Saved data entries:

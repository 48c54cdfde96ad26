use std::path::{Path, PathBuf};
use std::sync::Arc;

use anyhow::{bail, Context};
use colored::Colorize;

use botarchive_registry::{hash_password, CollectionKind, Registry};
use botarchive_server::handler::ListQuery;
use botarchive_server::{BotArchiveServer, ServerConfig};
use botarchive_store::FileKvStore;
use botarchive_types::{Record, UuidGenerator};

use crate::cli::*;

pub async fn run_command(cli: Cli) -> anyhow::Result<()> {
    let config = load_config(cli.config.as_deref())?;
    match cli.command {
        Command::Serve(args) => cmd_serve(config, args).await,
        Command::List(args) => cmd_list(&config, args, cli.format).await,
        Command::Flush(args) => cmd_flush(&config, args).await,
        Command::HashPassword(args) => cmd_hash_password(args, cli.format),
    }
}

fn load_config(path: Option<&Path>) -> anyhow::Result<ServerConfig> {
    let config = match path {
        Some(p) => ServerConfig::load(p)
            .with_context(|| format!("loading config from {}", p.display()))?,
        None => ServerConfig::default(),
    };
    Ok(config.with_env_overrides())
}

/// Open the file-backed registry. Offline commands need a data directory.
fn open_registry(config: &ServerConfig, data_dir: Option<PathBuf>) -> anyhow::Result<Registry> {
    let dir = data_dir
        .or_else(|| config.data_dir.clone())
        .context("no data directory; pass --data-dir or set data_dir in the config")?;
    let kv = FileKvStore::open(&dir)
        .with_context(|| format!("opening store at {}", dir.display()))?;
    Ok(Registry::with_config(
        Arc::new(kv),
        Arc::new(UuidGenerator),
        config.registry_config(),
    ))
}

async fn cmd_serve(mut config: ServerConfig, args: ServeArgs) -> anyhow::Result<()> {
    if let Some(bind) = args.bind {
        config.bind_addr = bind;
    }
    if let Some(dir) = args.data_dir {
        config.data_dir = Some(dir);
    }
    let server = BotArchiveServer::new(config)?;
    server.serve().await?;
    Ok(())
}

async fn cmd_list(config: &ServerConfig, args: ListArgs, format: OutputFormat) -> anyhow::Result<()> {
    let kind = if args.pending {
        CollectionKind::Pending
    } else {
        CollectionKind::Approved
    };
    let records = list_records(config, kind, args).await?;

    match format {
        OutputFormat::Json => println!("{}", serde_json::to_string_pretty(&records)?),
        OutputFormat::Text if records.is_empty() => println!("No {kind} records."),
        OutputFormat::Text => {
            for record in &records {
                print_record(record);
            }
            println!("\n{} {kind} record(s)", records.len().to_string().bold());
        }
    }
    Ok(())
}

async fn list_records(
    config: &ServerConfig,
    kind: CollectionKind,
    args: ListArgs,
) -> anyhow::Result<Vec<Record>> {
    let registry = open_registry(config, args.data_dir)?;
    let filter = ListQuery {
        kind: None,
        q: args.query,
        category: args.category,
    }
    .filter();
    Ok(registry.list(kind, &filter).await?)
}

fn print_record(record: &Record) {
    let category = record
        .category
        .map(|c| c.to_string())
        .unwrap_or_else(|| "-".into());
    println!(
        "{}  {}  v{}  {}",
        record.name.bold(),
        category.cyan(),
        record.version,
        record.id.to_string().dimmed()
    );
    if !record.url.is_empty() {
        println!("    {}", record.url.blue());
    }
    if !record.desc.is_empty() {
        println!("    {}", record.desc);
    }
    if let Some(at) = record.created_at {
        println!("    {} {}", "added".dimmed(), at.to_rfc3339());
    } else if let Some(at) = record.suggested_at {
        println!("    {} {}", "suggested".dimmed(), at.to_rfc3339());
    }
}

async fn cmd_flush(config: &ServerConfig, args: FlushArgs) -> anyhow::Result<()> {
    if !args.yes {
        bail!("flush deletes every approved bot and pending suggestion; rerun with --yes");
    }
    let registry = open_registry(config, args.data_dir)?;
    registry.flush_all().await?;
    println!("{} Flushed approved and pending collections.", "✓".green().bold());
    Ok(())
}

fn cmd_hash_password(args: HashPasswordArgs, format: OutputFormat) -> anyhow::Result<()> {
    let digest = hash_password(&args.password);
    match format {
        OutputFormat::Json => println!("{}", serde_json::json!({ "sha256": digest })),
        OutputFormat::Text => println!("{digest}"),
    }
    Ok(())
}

What the task requires: Your reply should contain every entry, repeated exactly.

Exercise output:
repository 48c54cdfde96ad26
use std::path::{Path, PathBuf};
use std::sync::Arc;

use anyhow::{bail, Context};
use colored::Colorize;

use botarchive_registry::{hash_password, CollectionKind, Registry};
use botarchive_server::handler::ListQuery;
use botarchive_server::{BotArchiveServer, ServerConfig};
use botarchive_store::FileKvStore;
use botarchive_types::{Record, UuidGenerator};

use crate::cli::*;

pub async fn run_command(cli: Cli) -> anyhow::Result<()> {
    let config = load_config(cli.config.as_deref())?;
    match cli.command {
        Command::Serve(args) => cmd_serve(config, args).await,
        Command::List(args) => cmd_list(&config, args, cli.format).await,
        Command::Flush(args) => cmd_flush(&config, args).await,
        Command::HashPassword(args) => cmd_hash_password(args, cli.format),
    }
}

fn load_config(path: Option<&Path>) -> anyhow::Result<ServerConfig> {
    let config = match path {
        Some(p) => ServerConfig::load(p)
            .with_context(|| format!("loading config from {}", p.display()))?,
        None => ServerConfig::default(),
    };
    Ok(config.with_env_overrides())
}

/// Open the file-backed registry. Offline commands need a data directory.
fn open_registry(config: &ServerConfig, data_dir: Option<PathBuf>) -> anyhow::Result<Registry> {
    let dir = data_dir
        .or_else(|| config.data_dir.clone())
        .context("no data directory; pass --data-dir or set data_dir in the config")?;
    let kv = FileKvStore::open(&dir)
        .with_context(|| format!("opening store at {}", dir.display()))?;
    Ok(Registry::with_config(
        Arc::new(kv),
        Arc::new(UuidGenerator),
        config.registry_config(),
    ))
}

async fn cmd_serve(mut config: ServerConfig, args: ServeArgs) -> anyhow::Result<()> {
    if let Some(bind) = args.bind {
        config.bind_addr = bind;
    }
    if let Some(dir) = args.data_dir {
        config.data_dir = Some(dir);
    }
    let server = BotArchiveServer::new(config)?;
    server.serve().await?;
    Ok(())
}

async fn cmd_list(config: &ServerConfig, args: ListArgs, format: OutputFormat) -> anyhow::Result<()> {
    let kind = if args.pending {
        CollectionKind::Pending
    } else {
        CollectionKind::Approved
    };
    let records = list_records(config, kind, args).await?;

    match format {
        OutputFormat::Json => println!("{}", serde_json::to_string_pretty(&records)?),
        OutputFormat::Text if records.is_empty() => println!("No {kind} records."),
        OutputFormat::Text => {
            for record in &records {
                print_record(record);
            }
            println!("\n{} {kind} record(s)", records.len().to_string().bold());
        }
    }
    Ok(())
}

async fn list_records(
    config: &ServerConfig,
    kind: CollectionKind,
    args: ListArgs,
) -> anyhow::Result<Vec<Record>> {
    let registry = open_registry(config, args.data_dir)?;
    let filter = ListQuery {
        kind: None,
        q: args.query,
        category: args.category,
    }
    .filter();
    Ok(registry.list(kind, &filter).await?)
}

fn print_record(record: &Record) {
    let category = record
        .category
        .map(|c| c.to_string())
        .unwrap_or_else(|| "-".into());
    println!(
        "{}  {}  v{}  {}",
        record.name.bold(),
        category.cyan(),
        record.version,
        record.id.to_string().dimmed()
    );
    if !record.url.is_empty() {
        println!("    {}", record.url.blue());
    }
    if !record.desc.is_empty() {
        println!("    {}", record.desc);
    }
    if let Some(at) = record.created_at {
        println!("    {} {}", "added".dimmed(), at.to_rfc3339());
    } else if let Some(at) = record.suggested_at {
        println!("    {} {}", "suggested".dimmed(), at.to_rfc3339());
    }
}

async fn cmd_flush(config: &ServerConfig, args: FlushArgs) -> anyhow::Result<()> {
    if !args.yes {
        bail!("flush deletes every approved bot and pending suggestion; rerun with --yes");
    }
    let registry = open_registry(config, args.data_dir)?;
    registry.flush_all().await?;
    println!("{} Flushed approved and pending collections.", "✓".green().bold());
    Ok(())
}

fn cmd_hash_password(args: HashPasswordArgs, format: OutputFormat) -> anyhow::Result<()> {
    let digest = hash_password(&args.password);
    match format {
        OutputFormat::Json => println!("{}", serde_json::json!({ "sha256": digest })),
        OutputFormat::Text => println!("{digest}"),
    }
    Ok(())
}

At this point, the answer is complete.